Extensions Of The Model Beyond Gun And Group Violence
As noted above, one of the first cities to implement the Boston Ceasefire pulling levers approach to addressing gun and gang violence was High Point, North Carolina. High Point followed virtually all of the components with a multiagency team of criminal justice, social service, and community partners, a research team, a data-driven problem-solving orientation, and the use of offender notification meetings. Having experienced what the police department and community partners considered success in addressing violent group crime, High Point extended the approach to addressing other problems. This, in turn, has resulted in innovative adaptation of the pulling levers approach in other communities as well.
On the basis of continuous monitoring and analysis of crime patterns, the High Point Police Department (HPPD) decided that the next major problem driving crime, violence, and disorder was overt drug markets. The analysis suggested that drug market activity was creating such problems in specific neighborhoods. Detailed analysis, street-level intelligence, and subsequent undercover operations revealed that a relatively small group of offenders were responsible for these discrete drug markets. Specifically, in the initial four markets targeted for the pulling levers approach, the number of identified dealers ranged from a low of 13 to a high of 26. This finding has since been replicated in over 20 communities where the number of individuals involved in the drug market has ranged from a low of 7 to a high of 59 and an average of 27 (Hipple et al. 2009). This manageable and specific network of street drug dealers suggested that the pulling levers approach had merit.
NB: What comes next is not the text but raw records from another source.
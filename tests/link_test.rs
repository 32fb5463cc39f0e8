//! Signaling Link Integration Tests
//!
//! Runs an in-process WebSocket endpoint standing in for the relay and
//! checks the wire behavior of the link: tagged JSON frames, the periodic
//! Ping, tolerance of unknown actions, and the shutdown handshake.

use futures::{SinkExt, StreamExt};
use peercast::domain::signaling::{SessionDescription, SignalMessage};
use peercast::interface::SignalingLink;
use serde_json::Value;
use std::time::Duration;
use tokio::net::{TcpListener, TcpStream};
use tokio::sync::{mpsc, watch};
use tokio::task::JoinHandle;
use tokio_tungstenite::tungstenite::Message;
use tokio_tungstenite::WebSocketStream;

const WAIT: Duration = Duration::from_secs(2);

async fn relay_endpoint() -> (String, JoinHandle<WebSocketStream<TcpStream>>) {
    let listener = TcpListener::bind("127.0.0.1:0").await.unwrap();
    let url = format!("ws://{}", listener.local_addr().unwrap());
    let accept = tokio::spawn(async move {
        let (stream, _) = listener.accept().await.unwrap();
        tokio_tungstenite::accept_async(stream).await.unwrap()
    });
    (url, accept)
}

struct LinkUnderTest {
    outbound: mpsc::UnboundedSender<SignalMessage>,
    inbound: mpsc::UnboundedReceiver<SignalMessage>,
    shutdown: watch::Sender<bool>,
    task: JoinHandle<()>,
    relay: WebSocketStream<TcpStream>,
}

async fn start_link(ping_interval: Duration) -> LinkUnderTest {
    let (url, accept) = relay_endpoint().await;
    let link = SignalingLink::connect(&url)
        .await
        .unwrap()
        .with_ping_interval(ping_interval);
    let relay = accept.await.unwrap();

    let (outbound, outbound_rx) = mpsc::unbounded_channel();
    let (inbound_tx, inbound) = mpsc::unbounded_channel();
    let (shutdown, shutdown_rx) = watch::channel(false);
    let task = tokio::spawn(link.run(outbound_rx, inbound_tx, shutdown_rx));

    LinkUnderTest {
        outbound,
        inbound,
        shutdown,
        task,
        relay,
    }
}

async fn next_text(relay: &mut WebSocketStream<TcpStream>) -> String {
    loop {
        let frame = tokio::time::timeout(WAIT, relay.next())
            .await
            .expect("relay should receive a frame")
            .expect("stream should stay open")
            .expect("frame should be well-formed");
        match frame {
            Message::Text(text) => return text,
            // The link may interleave transport frames; skip them
            _ => continue,
        }
    }
}

#[tokio::test]
async fn test_outbound_messages_are_tagged_json_frames() {
    let mut t = start_link(Duration::from_secs(60)).await;

    t.outbound.send(SignalMessage::Open).unwrap();
    assert_eq!(next_text(&mut t.relay).await, r#"{"action":"Open"}"#);

    t.outbound
        .send(SignalMessage::Sdp {
            sdp: SessionDescription::offer("v=0\r\n"),
        })
        .unwrap();
    let json: Value = serde_json::from_str(&next_text(&mut t.relay).await).unwrap();
    assert_eq!(json["action"], "Sdp");
    assert_eq!(json["sdp"]["type"], "offer");
    assert_eq!(json["sdp"]["sdp"], "v=0\r\n");

    t.shutdown.send(true).unwrap();
    t.task.await.unwrap();
}

#[tokio::test]
async fn test_inbound_frames_are_parsed_and_forwarded() {
    let mut t = start_link(Duration::from_secs(60)).await;

    t.relay
        .send(Message::Text(r#"{"action":"Offer"}"#.to_string()))
        .await
        .unwrap();
    let msg = tokio::time::timeout(WAIT, t.inbound.recv())
        .await
        .unwrap()
        .unwrap();
    assert_eq!(msg, SignalMessage::Offer);

    t.shutdown.send(true).unwrap();
    t.task.await.unwrap();
}

#[tokio::test]
async fn test_unknown_actions_are_discarded_without_dropping_the_link() {
    let mut t = start_link(Duration::from_secs(60)).await;

    t.relay
        .send(Message::Text(r#"{"action":"Dance"}"#.to_string()))
        .await
        .unwrap();
    t.relay
        .send(Message::Text(r#"not json"#.to_string()))
        .await
        .unwrap();
    t.relay
        .send(Message::Text(r#"{"action":"Close"}"#.to_string()))
        .await
        .unwrap();

    // Only the well-formed Close comes through
    let msg = tokio::time::timeout(WAIT, t.inbound.recv())
        .await
        .unwrap()
        .unwrap();
    assert_eq!(msg, SignalMessage::Close);

    t.shutdown.send(true).unwrap();
    t.task.await.unwrap();
}

#[tokio::test]
async fn test_ping_goes_out_on_the_configured_interval() {
    let mut t = start_link(Duration::from_millis(50)).await;

    assert_eq!(next_text(&mut t.relay).await, r#"{"action":"Ping"}"#);
    assert_eq!(next_text(&mut t.relay).await, r#"{"action":"Ping"}"#);

    t.shutdown.send(true).unwrap();
    t.task.await.unwrap();
}

#[tokio::test]
async fn test_transport_ping_gets_a_pong_reply() {
    let mut t = start_link(Duration::from_secs(60)).await;

    t.relay
        .send(Message::Ping(b"keepalive".to_vec()))
        .await
        .unwrap();
    let frame = tokio::time::timeout(WAIT, t.relay.next())
        .await
        .unwrap()
        .unwrap()
        .unwrap();
    assert_eq!(frame, Message::Pong(b"keepalive".to_vec()));

    t.shutdown.send(true).unwrap();
    t.task.await.unwrap();
}

#[tokio::test]
async fn test_shutdown_flushes_queued_messages_before_closing() {
    let mut t = start_link(Duration::from_secs(60)).await;

    // The session queues its Close broadcast, then flips shutdown
    t.outbound.send(SignalMessage::Close).unwrap();
    t.shutdown.send(true).unwrap();

    assert_eq!(next_text(&mut t.relay).await, r#"{"action":"Close"}"#);
    t.task.await.unwrap();

    // The link closes the socket afterwards
    let end = tokio::time::timeout(WAIT, async {
        loop {
            match t.relay.next().await {
                Some(Ok(Message::Close(_))) | None => break,
                Some(Ok(_)) => continue,
                Some(Err(_)) => break,
            }
        }
    })
    .await;
    assert!(end.is_ok());
}

#[tokio::test]
async fn test_relay_close_ends_the_inbound_channel() {
    let mut t = start_link(Duration::from_secs(60)).await;

    t.relay.send(Message::Close(None)).await.unwrap();

    let msg = tokio::time::timeout(WAIT, t.inbound.recv())
        .await
        .expect("inbound channel should close");
    assert_eq!(msg, None);
    t.task.await.unwrap();
}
The main distinction between the drug market approach and the gang and group-based approach was that many of the dealers were not on probation or parole so the question arose of how to get them to attend the offender notification call-in meeting. The strategy that emerged involved a traditional undercover operation in which undercover buys would be made from all, or as many as possible, of the individuals believed to be involved in the specific market.
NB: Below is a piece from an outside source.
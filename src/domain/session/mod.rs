//! Session bounded context - lifecycle of one negotiation attempt

pub mod state;

pub use state::{NegotiationRole, SessionState};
Following the undercover operation, police and prosecutors convened to decide who would be subject to aggressive prosecution and who would be called-in to a meeting and offered a second chance. The criteria agreed to by the High Point team were based on prior involvement in violence as well as extensive criminal histories for drug selling and other serious offenses. Individuals with histories of violence and gun use as well as chronic offenders were prosecuted as would normally occur. These individuals comprised the “A list.” They would serve as examples for those diverted from prosecution. The diverted individuals, without histories of violence, were often the retail street-level sellers and lookouts who could be expected to continue to sell and to “backfill” for the drug-selling network as others were removed from the community. This group comprised the “B list.”
Adopting the same approach as developed in Operation Ceasefire, the B list group was invited to attend a call-in session along with “influentials” in their lives. Here they were presented with the evidence against them, often including video of their drug sales, and informed that the drug market was closed. Continued involvement in drug selling and other crimes would result in arrest and prosecution similar to that of the A list. The meetings included opportunities for the community to express their exasperation with drug dealing and its impact on the neighborhood, their support for the criminal justice authorities, and their support for the individuals attending the meeting and being offered a second chance. The meeting also included social service representatives describing available services and offering support to the attendees.
Following the call-in meeting the police would provide an increased presence for a short period of time to send the message that dealing would no longer be tolerated. Substantial effort went into community engagement with the idea that the community would ultimately be responsible for asserting informal social control that would preclude the reemergence of the drug market (Kennedy 2009).
An evaluation of the High Point experience with the implementation of what has come to be known as the Drug Market Intervention (DMI) in the initial four neighborhoods found evidence of impact on violent crime. Using trajectory models that compared chronic high crime street blocks in the DMI target areas with comparable high crime street blocks in the remainder of the city, there was a significant decline in long-term violent crime trends in the DMI areas (Corsaro et al. 2012).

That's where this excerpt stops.